Ben Finney writes ("Re: infinite number of Debian workflows (Re: Moving away from (unsupportable) FusionForge on Alioth?)"):
> Ian Jackson <ijackson@chiark.greenend.org.uk> writes:
> > I want every maintainer who is using git to be able to use dgit.
> 
> Use it to do what, though? The package description is currently:

Use it to publish your git history, by doing your uploads with
dgit push.

The root goal is this: Debian should publish the source for all our
packages, as git branches, in a format that is directly useable by
ordinary people.

A user should not have to be an expert on Debian source formats to
clone the source to a program on your computer, git-cherry-pick a
patch from upstream (or develop their own patch to the upstream code),
and rebuild and install it.  Debian should provide a sensible git
branch, for every package, that a user can use this way.

>     git interoperability with the Debian archive
>      dgit (with the associated infrastructure) makes it possible to
>      treat the Debian archive as a git repository.
>      .
>      dgit push constructs uploads from git commits
>      .
>      dgit clone and dgit fetch construct git commits from uploads.
> 
> That sounds to me like it isn't a tool for maintainers, but rather a
> tool for “interoperability with the Debian archive” which AFAICT is
> already provided by the tools I am using.

You have only one-way interoperability, and only from a nonstandard
git layout.

> If the package does something that should be of interest to package
> maintainers in general, I'd expect the description to be a lot clearer
> what that is and why it's of interest.

I would be very happy to hear suggestions for improving the
descriptions.  Ideally without making them longer.


It's awkward, because dgit is different things to different people.

1. For a user or a downstream, dgit is a way to get Debian source code
   as directly useable git branches in a standard format.

2. For a maintainer, dgit is a way to publish and share your actual
   git branch with users, downstreams and other contributors.  It
   can also be a way to handle an NMU without needing to ever deal
   with a source package.

3. For sponsors/sponsees, etc., it is a way to replace the
   soruce-package-based sponsorship workflow with one based on git
   branches.  The sponsee publishes their git branch, and the sponsor
   (when satisfied) invokes dgit to upload it.

4. In the abstract, much of the functionality is a bidirectional
   converter between git trees and source packages [4]; but it's also
   a client (read and write) for a standardised git publication
   infrastructure.


We have other tools that do these things.  So let me address the
competition:

1. Obtaining Debian package source code as a git branch.  The
   principal competition here is the Vcs-Git dsc header.  One big
   problem with Vcs-Git is that the git tree you find there is largely
   unstandardised:
      - The git tree might be patches-unapplied.  Usually it is.  Such
        trees are useable only by people who are already Debian
        experts, and have many weird properties.
      - The git tree might not have the upstream code at all.
      - There might be other arbitrary weirdnesses; perhaps
        some script needs to be run to make it buildable, for
        example.

   (It can also sometimes be a problem to find the git commit
   corresponding to a particular Debian package.  Luckily we have
   DEP-14 tags which are largely used now; even git-dpm, whose author
   rejects the DEP-14 tag encoding, creates similar enough tags out of
   most versions.)

   There are other potential problems: the git branch you find might
   not be fast-forwarding; or there might not be a suitable DEP-14
   tag; or the last upload might have been done `out of maintainer
   workflow' for some reason and not be reflected in the git
   repository.  This means that the Vcs-Git repository might lack
   important security patches.  The repository might have moved.
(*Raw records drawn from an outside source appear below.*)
use std::path::{Path, PathBuf};
use std::process;
use std::sync::Arc;
use std::time::Duration;

use clap::{Parser, Subcommand};
use ringq_core::{
    Backpressure, PollPolicy, Queue, QueueError, ReadOptions, RingqConfig, RocksDbStore,
    WriteOptions,
};
use serde_json::Value;
use tracing::info;
use uuid::Uuid;

#[derive(Parser)]
#[command(name = "ringq", about = "Bounded at-least-once message queue")]
struct Cli {
    /// Directory of the RocksDB store (overrides config and RINGQ_DATA_DIR)
    #[arg(long, global = true)]
    data_dir: Option<PathBuf>,

    /// Queue (collection) name
    #[arg(long, global = true)]
    queue: Option<String>,

    #[command(subcommand)]
    command: Commands,
}

#[derive(Subcommand)]
enum Commands {
    /// Write one message given as a JSON object
    Write {
        /// Message payload, e.g. '{"task": "resize"}'
        payload: String,

        /// Partition to write into
        #[arg(long)]
        routing_key: Option<String>,

        /// Seconds after which readers stop returning the message
        #[arg(long, value_parser = parse_secs)]
        expire: Option<Duration>,

        /// Dotted field path that must be unique in the queue
        #[arg(long)]
        unique_key: Option<String>,

        /// Seconds before the message becomes visible
        #[arg(long, value_parser = parse_secs)]
        visibility_timeout: Option<Duration>,

        /// Wait while more than this many messages are deliverable
        #[arg(long)]
        threshold: Option<usize>,

        /// Fraction of writes that run the threshold check (0.0 to 1.0)
        #[arg(long, requires = "threshold", value_parser = parse_probability)]
        check_probability: Option<f64>,
    },

    /// Read messages, printing one JSON document per line
    Read {
        /// Partition to read from
        #[arg(long)]
        routing_key: Option<String>,

        /// Maximum number of messages
        #[arg(short = 'n', long, default_value_t = ReadOptions::DEFAULT_MESSAGES_READ)]
        messages: usize,

        /// Lease the messages for this many seconds instead of peeking
        #[arg(long, value_parser = parse_secs)]
        lease: Option<Duration>,

        /// Wait until a message is deliverable
        #[arg(long)]
        block: bool,

        /// Seconds between checks while blocking
        #[arg(long, value_parser = parse_secs)]
        polling_interval: Option<Duration>,

        /// Give up blocking after this many seconds
        #[arg(long, value_parser = parse_secs)]
        polling_timeout: Option<Duration>,
    },

    /// Acknowledge messages by id
    Ack {
        #[arg(required = true)]
        ids: Vec<Uuid>,
    },

    /// Count deliverable messages
    Count {
        #[arg(long)]
        routing_key: Option<String>,
    },
}

fn parse_secs(s: &str) -> Result<Duration, String> {
    let secs: f64 = s.parse().map_err(|e| format!("invalid seconds {s:?}: {e}"))?;
    Duration::try_from_secs_f64(secs).map_err(|e| format!("invalid seconds {s:?}: {e}"))
}

fn parse_probability(s: &str) -> Result<f64, String> {
    let p: f64 = s.parse().map_err(|e| format!("invalid probability {s:?}: {e}"))?;
    if (0.0..=1.0).contains(&p) {
        Ok(p)
    } else {
        Err(format!("probability {p} is outside 0.0..=1.0"))
    }
}

fn load_config() -> RingqConfig {
    let paths = ["ringq.toml", "/etc/ringq/ringq.toml"];

    let mut config = RingqConfig::default();
    for path in &paths {
        if Path::new(path).exists() {
            match std::fs::read_to_string(path) {
                Ok(contents) => match toml::from_str(&contents) {
                    Ok(loaded) => {
                        info!(path, "loaded configuration");
                        config = loaded;
                        break;
                    }
                    Err(e) => {
                        eprintln!("Error: parsing {path}: {e}");
                        process::exit(1);
                    }
                },
                Err(e) => {
                    eprintln!("Error: reading {path}: {e}");
                    process::exit(1);
                }
            }
        }
    }

    if let Ok(dir) = std::env::var("RINGQ_DATA_DIR") {
        config.store.data_dir = PathBuf::from(dir);
    }
    config
}

fn open_queue(config: &RingqConfig) -> Result<Queue, QueueError> {
    let store = RocksDbStore::open(&config.store.data_dir)?;
    Queue::open(Arc::new(store), config.queue.clone())
}

fn cmd_write(
    queue: &Queue,
    config: &RingqConfig,
    payload: &str,
    mut options: WriteOptions,
    threshold: Option<usize>,
    check_probability: Option<f64>,
) -> Result<(), Box<dyn std::error::Error>> {
    let payload: Value = serde_json::from_str(payload)
        .map_err(|e| QueueError::InvalidPayload(format!("not valid JSON: {e}")))?;

    if let Some(threshold) = threshold {
        let mut backpressure =
            Backpressure::new(threshold).with_polling(config.polling.policy());
        if let Some(p) = check_probability {
            backpressure = backpressure.with_check_probability(p);
        }
        options = options.with_backpressure(backpressure);
    }

    if queue.write(&payload, &options)? {
        println!("inserted");
    } else {
        println!("duplicate");
    }
    Ok(())
}

fn cmd_read(queue: &Queue, options: &ReadOptions) -> Result<(), Box<dyn std::error::Error>> {
    for message in queue.read(options)? {
        println!("{}", serde_json::to_string(message.document())?);
    }
    Ok(())
}

fn run(cli: Cli) -> Result<(), Box<dyn std::error::Error>> {
    let mut config = load_config();
    if let Some(dir) = cli.data_dir {
        config.store.data_dir = dir;
    }
    if let Some(name) = cli.queue {
        config.queue.name = name;
    }

    let queue = open_queue(&config)?;

    match cli.command {
        Commands::Write {
            payload,
            routing_key,
            expire,
            unique_key,
            visibility_timeout,
            threshold,
            check_probability,
        } => {
            let mut options = WriteOptions::new();
            if let Some(key) = routing_key {
                options = options.with_routing_key(key);
            }
            if let Some(expire) = expire {
                options = options.with_expire(expire);
            }
            if let Some(field) = unique_key {
                options = options.with_unique_key(field);
            }
            if let Some(delay) = visibility_timeout {
                options = options.with_visibility_timeout(delay);
            }
            cmd_write(
                &queue,
                &config,
                &payload,
                options,
                threshold,
                check_probability,
            )
        }
        Commands::Read {
            routing_key,
            messages,
            lease,
            block,
            polling_interval,
            polling_timeout,
        } => {
            let mut options = ReadOptions::new().with_messages_read(messages);
            if let Some(key) = routing_key {
                options = options.with_routing_key(key);
            }
            if let Some(lease) = lease {
                options = options.with_visibility_timeout(lease);
            }
            if block {
                let defaults = config.polling.policy();
                let polling = PollPolicy {
                    interval: polling_interval.unwrap_or(defaults.interval),
                    timeout: polling_timeout.or(defaults.timeout),
                };
                options = options.blocking(polling);
            }
            cmd_read(&queue, &options)
        }
        Commands::Ack { ids } => {
            queue.delete_ids(&ids)?;
            println!("acknowledged {}", ids.len());
            Ok(())
        }
        Commands::Count { routing_key } => {
            println!("{}", queue.deliverable_count(routing_key.as_deref())?);
            Ok(())
        }
    }
}

fn main() {
    ringq_core::telemetry::init_tracing();

    let cli = Cli::parse();
    if let Err(e) = run(cli) {
        eprintln!("Error: {e}");
        process::exit(1);
    }
}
   And of course it may not exist at all.  A user wants a single tool,
   not to be told to flail about trying various options.   

2. For working within Debian maintainer teams, our existing git
   workflows mostly work.  However, they have the problem that they do
   not, generally, produce externally-useable git branches.  See (1).

   Some workflows (eg git-dpm) do produce extenally-useable git
   branches; but before dgit there was no way to publish your git
   branch along with a promise that it was directly useable.  And
   there was no fallback for packages that didn't have a useable git
   branch.

   In a sense I am hoping that maintainers, who do not suffer from the
   lack of a solution to (1), are willing to do a bit of work to make
   everyone else's lives easier.

   There are some advantages for the maintainer of course: if a
   maintainer and an NMUer both use dgit, then the maintainer has a
   much easier task to integrate the change.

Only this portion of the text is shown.